» Study material:
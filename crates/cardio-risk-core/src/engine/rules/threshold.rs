//! Single-predicate threshold rules
//!
//! Each rule compares one field against one bound and fires a fixed message.
//! These rules are independent of each other and may all fire at once.

use super::{Explanation, ExplanationCode, Rule, RuleCategory};
use crate::record::{Field, RiskRecord};

/// Comparison applied to a field value
#[derive(Debug, Clone, Copy, PartialEq)]
pub enum Condition {
    /// value > bound
    Above(f64),
    /// value == bound
    Equals(f64),
}

impl Condition {
    /// Check whether a value satisfies the condition
    pub fn matches(&self, value: f64) -> bool {
        match *self {
            Condition::Above(bound) => value > bound,
            Condition::Equals(bound) => value == bound,
        }
    }
}

/// Rule that fires a static message when one field meets a condition
#[derive(Debug, Clone)]
pub struct ThresholdRule {
    id: &'static str,
    code: ExplanationCode,
    category: RuleCategory,
    field: Field,
    condition: Condition,
    text: &'static str,
}

impl ThresholdRule {
    pub fn new(
        id: &'static str,
        code: ExplanationCode,
        category: RuleCategory,
        field: Field,
        condition: Condition,
        text: &'static str,
    ) -> Self {
        Self {
            id,
            code,
            category,
            field,
            condition,
            text,
        }
    }

    /// pulse_pressure > 40
    pub fn pulse_pressure() -> Self {
        Self::new(
            "pulse-pressure",
            ExplanationCode::HighPulsePressure,
            RuleCategory::Hemodynamic,
            Field::PulsePressure,
            Condition::Above(40.0),
            "Denyut nadi tinggi",
        )
    }

    /// mean_arterial_pressure > 100
    pub fn mean_arterial_pressure() -> Self {
        Self::new(
            "mean-arterial-pressure",
            ExplanationCode::HighMeanArterialPressure,
            RuleCategory::Hemodynamic,
            Field::MeanArterialPressure,
            Condition::Above(100.0),
            "Tekanan arteri rata-rata tinggi",
        )
    }

    /// systolic_diastolic_ratio > 1.5
    pub fn pressure_ratio() -> Self {
        Self::new(
            "pressure-ratio",
            ExplanationCode::AbnormalPressureRatio,
            RuleCategory::Hemodynamic,
            Field::SystolicDiastolicRatio,
            Condition::Above(1.5),
            "Rasio tekanan sistolik dan diastolik tidak normal",
        )
    }

    /// glucose > 1
    pub fn glucose() -> Self {
        Self::new(
            "glucose",
            ExplanationCode::HighGlucose,
            RuleCategory::Laboratory,
            Field::Glucose,
            Condition::Above(1.0),
            "Tingkat glukosa tinggi",
        )
    }

    /// smoker == 1
    pub fn smoking() -> Self {
        Self::new(
            "smoking",
            ExplanationCode::Smoking,
            RuleCategory::Lifestyle,
            Field::Smoker,
            Condition::Equals(1.0),
            "Kebiasaan merokok",
        )
    }

    /// alcohol == 1
    pub fn alcohol() -> Self {
        Self::new(
            "alcohol",
            ExplanationCode::AlcoholConsumption,
            RuleCategory::Lifestyle,
            Field::Alcohol,
            Condition::Equals(1.0),
            "Konsumsi alkohol",
        )
    }

    /// physically_active == 0
    pub fn inactivity() -> Self {
        Self::new(
            "physical-inactivity",
            ExplanationCode::PhysicalInactivity,
            RuleCategory::Lifestyle,
            Field::PhysicallyActive,
            Condition::Equals(0.0),
            "Kurang aktivitas fisik",
        )
    }
}

impl Rule for ThresholdRule {
    fn id(&self) -> &str {
        self.id
    }

    fn category(&self) -> RuleCategory {
        self.category
    }

    fn field(&self) -> Field {
        self.field
    }

    fn evaluate(&self, record: &RiskRecord) -> Option<Explanation> {
        self.condition
            .matches(record.value(self.field))
            .then(|| Explanation::new(self.code, self.field, self.text))
    }
}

» Exercise aim:
Nothing but the lines from the one containing "fn category(&self) ->" through the end of the entries belongs in the answer; repeat them exactly.

» Task solution:
    fn category(&self) -> RuleCategory {
        self.category
    }

    fn field(&self) -> Field {
        self.field
    }

    fn evaluate(&self, record: &RiskRecord) -> Option<Explanation> {
        self.condition
            .matches(record.value(self.field))
            .then(|| Explanation::new(self.code, self.field, self.text))
    }
}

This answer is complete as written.